[Collected data entries]
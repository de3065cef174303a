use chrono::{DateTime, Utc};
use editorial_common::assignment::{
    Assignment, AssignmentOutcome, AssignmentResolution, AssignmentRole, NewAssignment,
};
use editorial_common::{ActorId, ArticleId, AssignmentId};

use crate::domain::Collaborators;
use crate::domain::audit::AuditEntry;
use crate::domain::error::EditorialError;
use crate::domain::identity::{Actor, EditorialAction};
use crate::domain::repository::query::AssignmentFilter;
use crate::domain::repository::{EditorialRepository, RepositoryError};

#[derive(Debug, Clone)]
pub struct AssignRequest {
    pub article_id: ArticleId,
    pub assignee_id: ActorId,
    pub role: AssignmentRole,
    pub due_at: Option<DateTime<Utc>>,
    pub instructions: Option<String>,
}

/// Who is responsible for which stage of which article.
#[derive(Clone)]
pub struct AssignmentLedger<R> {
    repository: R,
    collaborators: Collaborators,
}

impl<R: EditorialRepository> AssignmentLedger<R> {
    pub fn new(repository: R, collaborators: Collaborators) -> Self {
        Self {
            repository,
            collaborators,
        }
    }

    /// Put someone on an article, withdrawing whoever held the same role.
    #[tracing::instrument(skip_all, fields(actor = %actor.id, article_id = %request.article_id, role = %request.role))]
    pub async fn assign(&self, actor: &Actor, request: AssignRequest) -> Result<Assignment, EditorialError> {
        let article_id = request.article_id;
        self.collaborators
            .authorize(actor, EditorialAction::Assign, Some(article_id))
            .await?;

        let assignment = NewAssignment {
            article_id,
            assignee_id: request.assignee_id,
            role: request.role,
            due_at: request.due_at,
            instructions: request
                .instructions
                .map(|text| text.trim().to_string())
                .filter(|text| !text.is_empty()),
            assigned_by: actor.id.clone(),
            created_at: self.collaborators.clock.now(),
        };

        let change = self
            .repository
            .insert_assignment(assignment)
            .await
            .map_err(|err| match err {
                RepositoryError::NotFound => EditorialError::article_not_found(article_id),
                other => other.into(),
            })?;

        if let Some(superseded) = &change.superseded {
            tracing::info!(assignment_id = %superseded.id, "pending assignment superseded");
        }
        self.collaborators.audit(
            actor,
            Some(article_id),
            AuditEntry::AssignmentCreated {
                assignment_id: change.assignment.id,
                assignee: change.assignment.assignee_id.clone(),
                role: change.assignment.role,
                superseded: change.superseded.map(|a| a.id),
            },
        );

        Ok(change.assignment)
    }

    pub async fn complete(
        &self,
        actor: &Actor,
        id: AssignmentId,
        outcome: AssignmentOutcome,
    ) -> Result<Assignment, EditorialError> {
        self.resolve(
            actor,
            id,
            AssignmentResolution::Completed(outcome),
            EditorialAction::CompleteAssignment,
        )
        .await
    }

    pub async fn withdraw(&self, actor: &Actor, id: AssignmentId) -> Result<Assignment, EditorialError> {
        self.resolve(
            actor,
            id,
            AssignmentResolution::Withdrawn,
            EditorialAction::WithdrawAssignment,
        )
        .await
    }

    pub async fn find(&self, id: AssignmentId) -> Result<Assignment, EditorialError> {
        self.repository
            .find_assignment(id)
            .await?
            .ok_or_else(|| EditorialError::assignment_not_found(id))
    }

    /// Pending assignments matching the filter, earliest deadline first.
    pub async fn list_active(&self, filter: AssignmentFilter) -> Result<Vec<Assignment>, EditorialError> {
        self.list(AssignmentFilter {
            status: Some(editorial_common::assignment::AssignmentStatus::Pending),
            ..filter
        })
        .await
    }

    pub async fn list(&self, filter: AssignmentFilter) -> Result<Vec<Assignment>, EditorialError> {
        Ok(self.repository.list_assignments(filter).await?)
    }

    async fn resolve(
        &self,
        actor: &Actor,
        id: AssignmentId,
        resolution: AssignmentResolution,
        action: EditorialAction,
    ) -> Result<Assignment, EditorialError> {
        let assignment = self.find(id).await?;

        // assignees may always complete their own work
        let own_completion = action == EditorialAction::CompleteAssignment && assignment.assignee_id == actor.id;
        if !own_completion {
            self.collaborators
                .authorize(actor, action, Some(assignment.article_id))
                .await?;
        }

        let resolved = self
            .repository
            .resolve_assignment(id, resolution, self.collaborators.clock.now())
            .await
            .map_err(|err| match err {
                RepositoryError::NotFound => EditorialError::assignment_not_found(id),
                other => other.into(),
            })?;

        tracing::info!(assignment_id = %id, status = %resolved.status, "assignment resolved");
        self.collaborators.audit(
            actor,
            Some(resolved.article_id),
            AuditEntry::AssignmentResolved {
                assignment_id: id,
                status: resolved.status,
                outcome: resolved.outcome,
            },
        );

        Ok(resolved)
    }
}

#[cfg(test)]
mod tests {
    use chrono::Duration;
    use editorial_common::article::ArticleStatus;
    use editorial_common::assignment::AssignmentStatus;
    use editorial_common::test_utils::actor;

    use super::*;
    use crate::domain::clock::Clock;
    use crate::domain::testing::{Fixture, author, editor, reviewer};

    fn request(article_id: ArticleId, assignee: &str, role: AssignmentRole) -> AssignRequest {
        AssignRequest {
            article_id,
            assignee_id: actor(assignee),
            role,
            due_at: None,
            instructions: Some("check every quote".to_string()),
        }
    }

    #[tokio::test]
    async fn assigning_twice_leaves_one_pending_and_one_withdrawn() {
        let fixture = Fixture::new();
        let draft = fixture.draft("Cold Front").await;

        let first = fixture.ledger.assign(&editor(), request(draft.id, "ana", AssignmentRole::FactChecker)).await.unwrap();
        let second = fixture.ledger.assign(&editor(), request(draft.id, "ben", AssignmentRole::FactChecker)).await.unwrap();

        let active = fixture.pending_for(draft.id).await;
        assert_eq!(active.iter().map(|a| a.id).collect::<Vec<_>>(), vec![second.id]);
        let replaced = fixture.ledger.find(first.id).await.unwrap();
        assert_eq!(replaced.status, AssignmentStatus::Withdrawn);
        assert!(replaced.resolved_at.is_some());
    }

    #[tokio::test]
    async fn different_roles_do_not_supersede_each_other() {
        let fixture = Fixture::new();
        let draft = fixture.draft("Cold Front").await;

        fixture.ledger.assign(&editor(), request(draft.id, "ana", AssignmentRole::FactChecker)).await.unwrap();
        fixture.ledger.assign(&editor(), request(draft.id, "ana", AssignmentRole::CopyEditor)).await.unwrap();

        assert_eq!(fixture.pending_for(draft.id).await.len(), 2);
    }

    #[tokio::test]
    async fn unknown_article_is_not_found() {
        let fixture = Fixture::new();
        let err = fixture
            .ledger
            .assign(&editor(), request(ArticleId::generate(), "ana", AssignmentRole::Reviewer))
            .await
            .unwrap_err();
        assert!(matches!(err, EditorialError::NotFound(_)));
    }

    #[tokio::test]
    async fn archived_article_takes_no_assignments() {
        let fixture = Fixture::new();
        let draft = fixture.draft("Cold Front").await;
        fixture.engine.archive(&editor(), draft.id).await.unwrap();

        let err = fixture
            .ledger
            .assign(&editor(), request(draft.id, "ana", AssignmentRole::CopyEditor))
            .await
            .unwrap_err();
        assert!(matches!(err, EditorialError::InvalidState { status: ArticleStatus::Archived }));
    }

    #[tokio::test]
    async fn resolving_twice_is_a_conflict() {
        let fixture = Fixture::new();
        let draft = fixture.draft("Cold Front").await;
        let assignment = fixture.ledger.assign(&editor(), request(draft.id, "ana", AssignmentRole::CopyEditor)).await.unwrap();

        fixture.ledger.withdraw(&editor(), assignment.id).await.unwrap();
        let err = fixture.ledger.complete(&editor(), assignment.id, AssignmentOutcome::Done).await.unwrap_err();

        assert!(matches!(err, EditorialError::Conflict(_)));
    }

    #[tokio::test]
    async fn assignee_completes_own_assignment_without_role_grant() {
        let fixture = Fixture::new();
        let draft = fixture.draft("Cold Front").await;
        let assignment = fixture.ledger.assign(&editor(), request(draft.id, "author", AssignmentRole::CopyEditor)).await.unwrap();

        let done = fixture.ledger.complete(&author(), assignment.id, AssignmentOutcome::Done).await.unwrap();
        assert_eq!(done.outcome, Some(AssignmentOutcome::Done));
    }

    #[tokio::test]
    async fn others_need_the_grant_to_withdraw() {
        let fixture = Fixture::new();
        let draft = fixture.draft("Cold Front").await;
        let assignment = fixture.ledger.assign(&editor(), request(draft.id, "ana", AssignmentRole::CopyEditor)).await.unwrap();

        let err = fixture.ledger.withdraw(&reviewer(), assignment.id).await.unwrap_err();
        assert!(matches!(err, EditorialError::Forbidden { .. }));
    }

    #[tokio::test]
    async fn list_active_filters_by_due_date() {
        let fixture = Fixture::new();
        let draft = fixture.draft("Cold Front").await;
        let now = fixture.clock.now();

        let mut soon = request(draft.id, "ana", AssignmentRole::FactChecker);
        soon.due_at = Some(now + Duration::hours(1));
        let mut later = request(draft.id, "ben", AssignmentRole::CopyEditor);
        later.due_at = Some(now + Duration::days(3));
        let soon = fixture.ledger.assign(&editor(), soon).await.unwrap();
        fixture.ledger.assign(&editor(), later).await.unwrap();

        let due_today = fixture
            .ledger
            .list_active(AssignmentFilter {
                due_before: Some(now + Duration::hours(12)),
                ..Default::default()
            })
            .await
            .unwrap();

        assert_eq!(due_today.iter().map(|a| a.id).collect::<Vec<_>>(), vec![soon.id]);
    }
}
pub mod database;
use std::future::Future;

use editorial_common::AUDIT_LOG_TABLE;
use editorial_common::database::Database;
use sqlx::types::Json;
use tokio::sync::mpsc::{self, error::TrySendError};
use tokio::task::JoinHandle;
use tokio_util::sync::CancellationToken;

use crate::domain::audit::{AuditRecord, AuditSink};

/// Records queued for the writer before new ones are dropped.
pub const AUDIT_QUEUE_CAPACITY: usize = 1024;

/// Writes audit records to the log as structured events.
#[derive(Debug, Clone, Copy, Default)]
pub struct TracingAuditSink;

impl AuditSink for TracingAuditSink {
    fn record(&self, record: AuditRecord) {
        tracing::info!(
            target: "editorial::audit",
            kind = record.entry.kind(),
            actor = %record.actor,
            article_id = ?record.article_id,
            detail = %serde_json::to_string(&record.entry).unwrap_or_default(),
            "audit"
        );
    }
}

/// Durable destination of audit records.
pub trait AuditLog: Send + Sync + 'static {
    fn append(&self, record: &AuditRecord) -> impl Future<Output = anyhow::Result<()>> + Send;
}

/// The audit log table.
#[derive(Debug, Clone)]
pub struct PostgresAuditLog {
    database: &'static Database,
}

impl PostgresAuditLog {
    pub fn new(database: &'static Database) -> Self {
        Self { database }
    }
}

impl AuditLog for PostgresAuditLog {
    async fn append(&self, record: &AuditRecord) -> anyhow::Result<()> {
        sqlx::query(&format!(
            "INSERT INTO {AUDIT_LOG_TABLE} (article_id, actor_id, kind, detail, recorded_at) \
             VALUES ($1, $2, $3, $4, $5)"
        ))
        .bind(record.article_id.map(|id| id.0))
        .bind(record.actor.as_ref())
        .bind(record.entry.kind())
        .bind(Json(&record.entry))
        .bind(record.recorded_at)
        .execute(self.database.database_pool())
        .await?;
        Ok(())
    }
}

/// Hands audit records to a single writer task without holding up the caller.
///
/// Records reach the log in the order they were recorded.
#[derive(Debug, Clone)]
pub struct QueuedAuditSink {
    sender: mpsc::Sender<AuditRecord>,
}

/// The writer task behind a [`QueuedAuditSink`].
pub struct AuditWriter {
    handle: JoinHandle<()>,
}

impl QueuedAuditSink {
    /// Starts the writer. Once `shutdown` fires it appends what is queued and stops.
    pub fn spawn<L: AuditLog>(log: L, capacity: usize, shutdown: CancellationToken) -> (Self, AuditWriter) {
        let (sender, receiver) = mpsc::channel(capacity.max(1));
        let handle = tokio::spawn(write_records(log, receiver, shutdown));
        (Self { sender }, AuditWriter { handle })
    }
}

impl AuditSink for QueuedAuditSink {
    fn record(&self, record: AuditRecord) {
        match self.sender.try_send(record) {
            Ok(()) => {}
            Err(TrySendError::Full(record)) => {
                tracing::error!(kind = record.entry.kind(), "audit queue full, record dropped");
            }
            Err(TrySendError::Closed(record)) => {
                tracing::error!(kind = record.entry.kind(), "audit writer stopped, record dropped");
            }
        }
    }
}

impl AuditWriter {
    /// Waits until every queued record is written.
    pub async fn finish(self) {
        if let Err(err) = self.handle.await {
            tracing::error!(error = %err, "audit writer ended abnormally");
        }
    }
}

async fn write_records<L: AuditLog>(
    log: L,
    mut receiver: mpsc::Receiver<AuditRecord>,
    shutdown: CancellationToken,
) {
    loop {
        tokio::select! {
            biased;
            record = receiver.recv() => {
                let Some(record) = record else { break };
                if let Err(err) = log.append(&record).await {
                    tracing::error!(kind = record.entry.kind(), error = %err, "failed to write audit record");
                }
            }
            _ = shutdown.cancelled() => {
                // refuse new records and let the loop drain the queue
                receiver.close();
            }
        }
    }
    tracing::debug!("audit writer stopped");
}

- [Problem statement] The answer must hold exactly the lines of the entries above, from the first line through the line that contains "use crate::domain::Collaborators;", and no others.

- [Solution for this task]
repository de3065cef174303a
use chrono::{DateTime, Utc};
use editorial_common::assignment::{
    Assignment, AssignmentOutcome, AssignmentResolution, AssignmentRole, NewAssignment,
};
use editorial_common::{ActorId, ArticleId, AssignmentId};

use crate::domain::Collaborators;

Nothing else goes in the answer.